Gibt es sowas in der Art?

lg,
cui.


----------



## ps (3. Aug 2008)

die plattform ist die unterste ebene, drüber kommen die bundles. wenn jetzt ein bundle die plattform beenden möchte so würden alle anderen bundles crashen und die gesamte anwendung obendrein.
wozu willst du das denn machen? wieso machst du nicht einfach ein System.exit(int) ?


----------



## cui23 (3. Aug 2008)

nein, was ich suche ist ein befehl, das die Plattform sich kontrolliert beendet. D.h., dass sie zunächst alle Bundles stoppt/deinstalliert (und den Bundles somit die Möglichkeit gibt aufzuräumen etc.) und sich dann beendet.

Wenn ich System.exit aufrufe, passiert das dann? Oder wird einfach alles abgewürgt?

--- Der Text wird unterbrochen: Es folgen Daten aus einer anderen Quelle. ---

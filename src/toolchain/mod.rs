//! Native toolchain
//!
//! The pipeline hands one [`CompileRequest`] per build to a [`Toolchain`]
//! and gets back a [`ToolchainReport`]. [`CcToolchain`] drives a
//! GCC-compatible C++ compiler; tests substitute a recording fake.

pub mod cc;
pub mod types;

pub use cc::{CcToolchain, CompileEnv};
pub use types::{CompileRequest, CompileUnit, Macro, ToolchainReport};

use anyhow::Result;

/// Compiles and links one module
pub trait Toolchain {
    /// Stable description of the compiler and its settings.
    ///
    /// Folded into the build fingerprint, so switching compilers or flags
    /// forces a rebuild.
    fn identity(&self) -> String;

    /// Compile every unit of `request` then link all of its objects.
    ///
    /// A compiler that exits with failure is a failed report, not an error;
    /// `Err` means the toolchain could not be run at all.
    fn build(&self, request: &CompileRequest) -> Result<ToolchainReport>;
}

impl<T: Toolchain + ?Sized> Toolchain for &T {
    fn identity(&self) -> String {
        (**self).identity()
    }

    fn build(&self, request: &CompileRequest) -> Result<ToolchainReport> {
        (**self).build(request)
    }
}
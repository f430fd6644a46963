//! Build cache
//!
//! Decides whether a previous artifact can be reused. The module-level gate
//! compares the stored fingerprint and checks the artifact is newer than
//! every declared source. The per-file gate compares one object against one
//! source and is only consulted once a rebuild is under way.

pub mod fingerprint;
pub mod stats;

pub use fingerprint::Fingerprint;
pub use stats::{Stats, collect_stats, human_bytes};

use serde::{Deserialize, Serialize};
use std::collections::BTreeMap;
use std::fmt;
use std::fs;
use std::io::{self, Write};
use std::path::{Path, PathBuf};
use std::time::{SystemTime, UNIX_EPOCH};

/// Persisted result of the last successful build
#[derive(Debug, Clone, PartialEq, Eq, Serialize, Deserialize)]
pub struct CacheEntry {
    pub fingerprint: String,
    /// Source path to modification time, in nanoseconds since the epoch
    pub sources: BTreeMap<String, u64>,
}

impl CacheEntry {
    /// Record `fingerprint` together with the current mtime of each source.
    ///
    /// # Errors
    ///
    /// Returns an error if a source's metadata cannot be read.
    pub fn capture(fingerprint: &Fingerprint, sources: &[PathBuf]) -> io::Result<Self> {
        let mut recorded = BTreeMap::new();
        for source in sources {
            let modified = fs::metadata(source)?.modified()?;
            recorded.insert(source.display().to_string(), epoch_nanos(modified));
        }

        Ok(Self {
            fingerprint: fingerprint.as_str().to_string(),
            sources: recorded,
        })
    }

    /// Read an entry, classifying every failure as a cache miss reason
    pub fn load(path: &Path) -> Result<Self, CacheStatus> {
        let bytes = match fs::read(path) {
            Ok(bytes) => bytes,
            Err(e) if e.kind() == io::ErrorKind::NotFound => return Err(CacheStatus::Missing),
            Err(e) => {
                crate::debug!("Unreadable cache entry {}: {e}", path.display());
                return Err(CacheStatus::Corrupt);
            }
        };

        serde_json::from_slice(&bytes).map_err(|e| {
            crate::debug!("Corrupt cache entry {}: {e}", path.display());
            CacheStatus::Corrupt
        })
    }

    /// Write the entry through a temporary file and an atomic rename, so a
    /// reader never sees half an entry.
    ///
    /// # Errors
    ///
    /// Returns an error if the parent directory or file cannot be written.
    pub fn save(&self, path: &Path) -> io::Result<()> {
        let parent = path
            .parent()
            .filter(|parent| !parent.as_os_str().is_empty())
            .unwrap_or_else(|| Path::new("."));
        fs::create_dir_all(parent)?;

        let mut temp_file = tempfile::NamedTempFile::new_in(parent)?;
        serde_json::to_writer_pretty(&mut temp_file, self).map_err(io::Error::other)?;
        temp_file.flush()?;
        temp_file.persist(path).map_err(|e| e.error)?;
        Ok(())
    }
}

/// Outcome of the module-level gate
#[derive(Debug, Clone, Copy, PartialEq, Eq)]
pub enum CacheStatus {
    /// Artifact can be reused as is
    Hit,
    Disabled,
    /// No entry stored yet, or the last build failed
    Missing,
    /// Entry exists but could not be read or parsed
    Corrupt,
    FingerprintChanged,
    OutputMissing,
    /// A source is newer than the artifact
    Stale,
}

impl CacheStatus {
    #[must_use]
    pub const fn is_hit(self) -> bool {
        matches!(self, Self::Hit)
    }

    /// Whether objects from the previous build may survive the rebuild.
    ///
    /// Only true when the arguments are known to be unchanged; the per-file
    /// gate then decides object by object.
    #[must_use]
    pub const fn allows_object_reuse(self) -> bool {
        matches!(self, Self::Stale | Self::OutputMissing)
    }
}

impl fmt::Display for CacheStatus {
    fn fmt(&self, f: &mut fmt::Formatter<'_>) -> fmt::Result {
        let text = match self {
            Self::Hit => "up to date",
            Self::Disabled => "cache disabled",
            Self::Missing => "no cache entry",
            Self::Corrupt => "cache entry unreadable",
            Self::FingerprintChanged => "build arguments changed",
            Self::OutputMissing => "artifact missing",
            Self::Stale => "sources changed",
        };
        f.write_str(text)
    }
}

/// Module-level gate
#[must_use]
pub fn check(
    enabled: bool,
    entry_path: &Path,
    fingerprint: &Fingerprint,
    output: &Path,
    sources: &[PathBuf],
) -> CacheStatus {
    if !enabled {
        return CacheStatus::Disabled;
    }

    let entry = match CacheEntry::load(entry_path) {
        Ok(entry) => entry,
        Err(status) => return status,
    };

    if entry.fingerprint != fingerprint.as_str() {
        return CacheStatus::FingerprintChanged;
    }

    let Some(built) = modified(output) else {
        return CacheStatus::OutputMissing;
    };

    let mut newest = UNIX_EPOCH;
    for source in sources {
        match modified(source) {
            Some(time) => newest = newest.max(time),
            None => return CacheStatus::Stale,
        }
    }

    if built > newest {
        CacheStatus::Hit
    } else {
        CacheStatus::Stale
    }
}

/// Per-file gate: `target` exists and is strictly newer than `source`
#[must_use]
pub fn is_up_to_date(target: &Path, source: &Path) -> bool {
    match (modified(target), modified(source)) {
        (Some(target), Some(source)) => target > source,
        _ => false,
    }
}

fn modified(path: &Path) -> Option<SystemTime> {
    fs::metadata(path).and_then(|metadata| metadata.modified()).ok()
}

fn epoch_nanos(time: SystemTime) -> u64 {
    time.duration_since(UNIX_EPOCH)
        .map_or(0, |elapsed| u64::try_from(elapsed.as_nanos()).unwrap_or(u64::MAX))
}

#[cfg(test)]
#[allow(clippy::unwrap_used, reason = "Tests can panic")]
mod tests {
    use super::*;
    use crate::test_utils::fixtures::touch;
    use tempfile::TempDir;

    struct Fixture {
        dir: TempDir,
        fingerprint: Fingerprint,
    }

    impl Fixture {
        fn new() -> Self {
            let dir = TempDir::new().unwrap();
            touch(&dir.path().join("a.cpp"), 1_000);
            touch(&dir.path().join("b.cpp"), 1_000);
            touch(&dir.path().join("core.so"), 2_000);
            Self {
                dir,
                fingerprint: Fingerprint::of(&"args").unwrap(),
            }
        }

        fn path(&self, name: &str) -> PathBuf {
            self.dir.path().join(name)
        }

        fn sources(&self) -> Vec<PathBuf> {
            vec![self.path("a.cpp"), self.path("b.cpp")]
        }

        fn save_entry(&self) {
            CacheEntry::capture(&self.fingerprint, &self.sources())
                .unwrap()
                .save(&self.path("cache.json"))
                .unwrap();
        }

        fn check(&self, enabled: bool) -> CacheStatus {
            check(
                enabled,
                &self.path("cache.json"),
                &self.fingerprint,
                &self.path("core.so"),
                &self.sources(),
            )
        }
    }

    #[test]
    fn hit_when_everything_matches() {
        let fixture = Fixture::new();
        fixture.save_entry();
        assert_eq!(fixture.check(true), CacheStatus::Hit);
    }

    #[test]
    fn disabled_always_misses() {
        let fixture = Fixture::new();
        fixture.save_entry();
        assert_eq!(fixture.check(false), CacheStatus::Disabled);
    }

    #[test]
    fn missing_entry() {
        let fixture = Fixture::new();
        assert_eq!(fixture.check(true), CacheStatus::Missing);
    }

    #[test]
    fn corrupt_entry_is_a_miss() {
        let fixture = Fixture::new();
        fs::write(fixture.path("cache.json"), b"{ not json").unwrap();
        assert_eq!(fixture.check(true), CacheStatus::Corrupt);

        fs::write(fixture.path("cache.json"), [0xff, 0xfe, 0x00]).unwrap();
        assert_eq!(fixture.check(true), CacheStatus::Corrupt);
    }

    #[test]
    fn changed_fingerprint() {
        let mut fixture = Fixture::new();
        fixture.save_entry();
        fixture.fingerprint = Fingerprint::of(&"other args").unwrap();
        assert_eq!(fixture.check(true), CacheStatus::FingerprintChanged);
    }

    #[test]
    fn source_newer_than_output_is_stale() {
        let fixture = Fixture::new();
        fixture.save_entry();
        touch(&fixture.path("b.cpp"), 3_000);
        assert_eq!(fixture.check(true), CacheStatus::Stale);
    }

    #[test]
    fn equal_mtimes_are_stale() {
        let fixture = Fixture::new();
        fixture.save_entry();
        touch(&fixture.path("a.cpp"), 2_000);
        assert_eq!(fixture.check(true), CacheStatus::Stale);
    }

    #[test]
    fn deleted_output() {
        let fixture = Fixture::new();
        fixture.save_entry();
        fs::remove_file(fixture.path("core.so")).unwrap();
        assert_eq!(fixture.check(true), CacheStatus::OutputMissing);
        assert!(CacheStatus::OutputMissing.allows_object_reuse());
        assert!(!CacheStatus::FingerprintChanged.allows_object_reuse());
    }

    #[test]
    fn per_file_gate() {
        let fixture = Fixture::new();
        let object = fixture.path("a.cpp.o");
        assert!(!is_up_to_date(&object, &fixture.path("a.cpp")));

        touch(&object, 1_500);
        assert!(is_up_to_date(&object, &fixture.path("a.cpp")));

        touch(&fixture.path("a.cpp"), 1_500);
        assert!(!is_up_to_date(&object, &fixture.path("a.cpp")));
    }

    #[test]
    fn entry_records_source_mtimes() {
        let fixture = Fixture::new();
        let entry = CacheEntry::capture(&fixture.fingerprint, &fixture.sources()).unwrap();
        let key = fixture.path("a.cpp").display().to_string();
        assert_eq!(entry.sources.get(&key), Some(&1_000_000_000_000));
        assert_eq!(entry.fingerprint, fixture.fingerprint.as_str());
    }
}
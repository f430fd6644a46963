//! Shared test utilities for weld tests
//!
//! This module provides common test helpers, fixtures, and utilities
//! to reduce code duplication across test modules.

pub(crate) mod fixtures {
    use std::fs::{self, File};
    use std::path::{Path, PathBuf};
    use std::time::{Duration, UNIX_EPOCH};
    use tempfile::TempDir;

    /// A type with one method, one property and one number slot, plus a
    /// free function. Compiles as is once the generated tables are appended.
    pub(crate) const COUNTER_SOURCE: &str = "#include <Python.h>

struct Counter {
    PyObject_HEAD
    long value;
};

PyObject * Counter_meth_increment(Counter * self) {
    self->value += 1;
    Py_RETURN_NONE;
}

PyObject * Counter_get_value(Counter * self, void * closure) {
    return PyLong_FromLong(self->value);
}

PyObject * Counter_nb_add(PyObject * a, PyObject * b) {
    Py_RETURN_NOTIMPLEMENTED;
}

extern PyTypeObject Counter_Type;

PyObject * meth_make_counter(PyObject * self) {
    return PyObject_CallObject((PyObject *)&Counter_Type, 0);
}
";

    /// Write `files` (name, contents) into a fresh temporary directory
    pub(crate) fn temp_sources(files: &[(&str, &str)]) -> (TempDir, Vec<PathBuf>) {
        let temp_dir = TempDir::new().expect("Failed to create temp dir");
        let paths = files
            .iter()
            .map(|(name, contents)| {
                let path = temp_dir.path().join(name);
                if let Some(parent) = path.parent() {
                    fs::create_dir_all(parent).expect("Failed to create source dir");
                }
                fs::write(&path, contents).expect("Failed to write source");
                path
            })
            .collect();
        (temp_dir, paths)
    }

    /// Set a file's modification time to `seconds` after the epoch,
    /// creating it empty if needed
    pub(crate) fn touch(path: &Path, seconds: u64) {
        if !path.exists() {
            if let Some(parent) = path.parent() {
                fs::create_dir_all(parent).expect("Failed to create parent dir");
            }
            fs::write(path, b"").expect("Failed to create file");
        }
        File::options()
            .write(true)
            .open(path)
            .expect("Failed to open file")
            .set_modified(UNIX_EPOCH + Duration::from_secs(seconds))
            .expect("Failed to set mtime");
    }
}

Im prinzip such ich also nach einem equivalenten Befehl zu dem "close" in der Equinox-OSGi console.

lg


----------



## cui23 (7. Aug 2008)

keiner ne idee? das muss doch wohl irgendwie gehn oder, eclipse z.B. kann das ja auch..?


----------



## cui23 (28. Aug 2008)

Ich habe kürzlich die Antwort gefunden:

Man muss einfach das System-bundle stoppen

```
bundleContext.getBundle(0).stop();
```
Dann werden alle anderen Bundles ebenfalls (in der richtigen Reihenfolge) gestoppt.

Nun braucht man praktisch nur noch in irgendeinem (idealerweise in dem bundle mit dem niedrigsten start-level, da dieses als letztes gestoppt wird) Bundle System.exit in der stop methode aufrufen.

lg
cui


----------